From: "Dr. David Alan Gilbert" <dgilbert@redhat.com>
To: Igor Mammedov <imammedo@redhat.com>
Cc: qemu-devel@nongnu.org, mst@redhat.com, groug@kaod.org,
stefanha@gmail.com
Subject: Re: [Qemu-devel] [RFC] vhost: check if ring mapping is still valid when building memmap
Date: Mon, 11 Dec 2017 11:03:00 +0000 [thread overview]
Message-ID: <20171211110259.GB2424@work-vm> (raw)

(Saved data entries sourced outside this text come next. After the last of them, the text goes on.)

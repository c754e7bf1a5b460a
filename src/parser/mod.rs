mod ast;
mod error;
mod grammar;
pub mod tokenizer;

pub use ast::*;
pub use error::ParseError;
pub use grammar::{parse, ParseResult};
pub use tokenizer::{classify, tokenize, Classified, Token};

In-Reply-To: <20171211103755.2c95f86a@redhat.com>
* Igor Mammedov (imammedo@redhat.com) wrote:
> On Fri, 8 Dec 2017 17:51:56 +0000
> "Dr. David Alan Gilbert" <dgilbert@redhat.com> wrote:
>
> > * Igor Mammedov (imammedo@redhat.com) wrote:
> > > On Thu, 7 Dec 2017 18:17:51 +0000
> > > "Dr. David Alan Gilbert" <dgilbert@redhat.com> wrote:
> > >
> > > > * Igor Mammedov (imammedo@redhat.com) wrote:
> > > > > vhost_verify_ring_mappings() were used to verify that
> > > > > rings are still accessible and related memory hasn't
> > > > > been moved after flatview is updated.
> > > > >
> > > > > It were doing checks by mapping ring's GPA+len and
> > > > > checking that HVA hasn't changed with new memory map.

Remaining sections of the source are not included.